Total RNA of IBD (Infectious Bursal Disease) virus strain S394 propagated in chick embryo fibroblast cell culture was isolated. Reverse transcription was performed on total RNA using M-MLV reverse transcriptase, specific primers and polymerase chain reaction (PCR) was done using complementary DNA as template and Taq DNA polymerase as enzyme. Different cyclic conditions were used for different PCR and the product was analyzed on 0.7% or 1.5% agarose gel. The PCR product was confirmed for VP2 gene by nested and seminested PCR and restriction enzyme digestion.
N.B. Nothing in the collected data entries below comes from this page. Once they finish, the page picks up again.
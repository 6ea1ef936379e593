//! Authorization plane: decides whether an actor may invoke a tool or touch a collection.

use std::collections::{BTreeMap, BTreeSet};
use std::time::Duration;

use serde::{Deserialize, Serialize};
use thiserror::Error;

use atlas_store::StoreError;
use atlas_types::ReasonCode;

pub mod requirement;
pub use requirement::{
    builtin_requirements, default_chain, CategorySource, DescriptorSource, Requirement,
    RequirementSource, StaticMapSource,
};

mod resolver;
pub use resolver::{PermissionResolver, ResolverCaches};

#[derive(Clone, Debug, Serialize, Deserialize, PartialEq, Eq)]
#[serde(tag = "decision", rename_all = "snake_case")]
pub enum PolicyDecision {
    Allow,
    Deny { reason: ReasonCode, message: String },
}

impl PolicyDecision {
    pub fn deny(reason: ReasonCode, message: impl Into<String>) -> Self {
        PolicyDecision::Deny {
            reason,
            message: message.into(),
        }
    }

    pub fn is_allowed(&self) -> bool {
        matches!(self, PolicyDecision::Allow)
    }

    pub fn reason(&self) -> Option<ReasonCode> {
        match self {
            PolicyDecision::Allow => None,
            PolicyDecision::Deny { reason, .. } => Some(*reason),
        }
    }
}

#[derive(Clone, Copy, Debug, PartialEq, Eq, Serialize, Deserialize)]
#[serde(rename_all = "lowercase")]
pub enum CollectionOp {
    Read,
    Write,
}

#[derive(Debug, Error)]
pub enum PolicyError {
    #[error(transparent)]
    Store(#[from] StoreError),
}

/// Tunables of the resolver. TTLs are owned here, not by the caches.
#[derive(Clone, Debug)]
pub struct PolicySettings {
    pub actor_ttl: Duration,
    pub tool_ttl: Duration,
    /// Baseline tools every existing actor may call.
    pub default_allow: BTreeSet<String>,
    pub static_requirements: BTreeMap<String, String>,
    pub collection_read: String,
    pub collection_write: String,
    pub blocked_collection_prefixes: Vec<String>,
    pub store_timeout: Option<Duration>,
}

impl Default for PolicySettings {
    fn default() -> Self {
        Self {
            actor_ttl: Duration::from_secs(300),
            tool_ttl: Duration::from_secs(600),
            default_allow: ["db.query", "schema.search"]
                .into_iter()
                .map(String::from)
                .collect(),
            static_requirements: builtin_requirements(),
            collection_read: "ai:db.query".into(),
            collection_write: "ai:db.mutate".into(),
            blocked_collection_prefixes: vec!["system.".into()],
            store_timeout: None,
        }
    }
}
//! Shared vocabulary for the governance planes: actors, roles, permissions,
//! tool descriptors and the stable reason codes every denial carries.

use std::fmt;

use serde::{Deserialize, Serialize};

pub mod descriptor;
pub mod permission;

pub use descriptor::{ParamSchema, ParamSpec, ParamType, RequiredPermission, ToolDescriptor};
pub use permission::{Permission, PermissionSet, SUPER_TOKENS};

/// Identity attempting a tool invocation. Owned by an external identity store.
#[derive(Clone, Debug, PartialEq, Eq, Serialize, Deserialize)]
pub struct Actor {
    pub id: String,
    /// Directly granted permission strings.
    #[serde(default)]
    pub permissions: Vec<String>,
    #[serde(default)]
    pub role: Role,
}

impl Actor {
    pub fn new(id: impl Into<String>, role: Role) -> Self {
        Self {
            id: id.into(),
            permissions: Vec::new(),
            role,
        }
    }

    pub fn with_permissions<I, S>(mut self, permissions: I) -> Self
    where
        I: IntoIterator<Item = S>,
        S: Into<String>,
    {
        self.permissions = permissions.into_iter().map(Into::into).collect();
        self
    }

    /// Direct grants unioned with the role defaults.
    pub fn effective_permissions(&self) -> PermissionSet {
        let mut set = PermissionSet::from_strings(&self.permissions);
        set.extend(self.role.default_permissions().iter().copied());
        set
    }
}

/// Closed role enumeration. Unknown labels coming from the identity store land on `Guest`.
#[derive(Clone, Copy, Debug, Default, PartialEq, Eq, Hash, Serialize, Deserialize)]
#[serde(rename_all = "lowercase")]
pub enum Role {
    Admin,
    Manager,
    Staff,
    Viewer,
    #[default]
    #[serde(other)]
    Guest,
}

impl Role {
    pub fn default_permissions(self) -> &'static [&'static str] {
        match self {
            Role::Admin => &["all"],
            Role::Manager => &["ai:db.*", "ai:schema.*", "ai:crm.*", "ai:finance.*"],
            Role::Staff => &["ai:db.query", "ai:schema.read", "ai:crm.read"],
            Role::Viewer => &["ai:schema.read"],
            Role::Guest => &[],
        }
    }

    pub fn as_str(self) -> &'static str {
        match self {
            Role::Admin => "admin",
            Role::Manager => "manager",
            Role::Staff => "staff",
            Role::Viewer => "viewer",
            Role::Guest => "guest",
        }
    }
}

impl fmt::Display for Role {
    fn fmt(&self, f: &mut fmt::Formatter<'_>) -> fmt::Result {
        f.write_str(self.as_str())
    }
}

/// Stable reason codes attached to every denial or rejected attempt.
#[derive(Clone, Copy, Debug, PartialEq, Eq, Hash, Serialize, Deserialize)]
#[serde(rename_all = "SCREAMING_SNAKE_CASE")]
pub enum ReasonCode {
    ActorNotFound,
    PermissionDenied,
    InternalCheckError,
    MissingRequiredParam,
    InvalidEnumValue,
    DangerousOperator,
    InvalidParams,
}

impl ReasonCode {
    pub fn as_str(self) -> &'static str {
        match self {
            ReasonCode::ActorNotFound => "ACTOR_NOT_FOUND",
            ReasonCode::PermissionDenied => "PERMISSION_DENIED",
            ReasonCode::InternalCheckError => "INTERNAL_CHECK_ERROR",
            ReasonCode::MissingRequiredParam => "MISSING_REQUIRED_PARAM",
            ReasonCode::InvalidEnumValue => "INVALID_ENUM_VALUE",
            ReasonCode::DangerousOperator => "DANGEROUS_OPERATOR",
            ReasonCode::InvalidParams => "INVALID_PARAMS",
        }
    }
}

impl fmt::Display for ReasonCode {
    fn fmt(&self, f: &mut fmt::Formatter<'_>) -> fmt::Result {
        f.write_str(self.as_str())
    }
}

#[cfg(test)]
mod tests {
    use super::*;

    #[test]
    fn unknown_role_label_is_guest() {
        let role: Role = serde_json::from_str("\"contractor\"").unwrap();
        assert_eq!(role, Role::Guest);
        let role: Role = serde_json::from_str("\"manager\"").unwrap();
        assert_eq!(role, Role::Manager);
    }

    #[test]
    fn effective_permissions_union_role_defaults() {
        let actor = Actor::new("u1", Role::Viewer).with_permissions(["ai:crm.read"]);
        let set = actor.effective_permissions();
        assert!(set.contains_exact("ai:crm.read"));
        assert!(set.contains_exact("ai:schema.read"));
        assert!(!set.has_super());
    }

    #[test]
    fn reason_codes_serialize_screaming() {
        let json = serde_json::to_string(&ReasonCode::DangerousOperator).unwrap();
        assert_eq!(json, "\"DANGEROUS_OPERATOR\"");
        assert_eq!(ReasonCode::ActorNotFound.to_string(), "ACTOR_NOT_FOUND");
    }
}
RE digestion of PCR product using restriction enzymes BamHI, AccI and EcoRI yielded expected sized DNA bands confirming the VP2 gene. The VP2 gene was cloned into pDrive cloning vector (having ‘3′ U overhang) (Qiagen) and pTargeT (Promega) mammalian expression vector having ‘T’ overhangs. The recombinant plasmid thus obtained was designated as pDrive.ibdvp2 and pTargeT.ibdvp2 respectively. Restriction enzyme analysis of recombinant plasmid pDrive.ibdvp2 was done with enzyme EcoRI, BamHI, AccI and DraI while restriction enzyme analysis of pTargeT.ibdvp2 was done with enzymes EcoRI, BamHI, HindIII, AccI, SacI, ApaI and SalI. On running the PCR product and digested products on 0.7% agarose gel, expected sized fragments were obtained thus confirming the VP2 gene in right orientation in the recombinant plasmids pDrive.ibdvp2 and pTargeT.ibdvp2. Sequencing of the recombinant plasmid was done and VP2 gene sequence was submitted to GenBank and assigned accession no. AJ621158. The VP2 sequence was then analyzed with DNASTAR software and The VP2 protein sequence was also submitted to Swiss-Prot and assigned the accession no. P61825. Molecular modeling of the VP2 gene was done using DNASTAR software.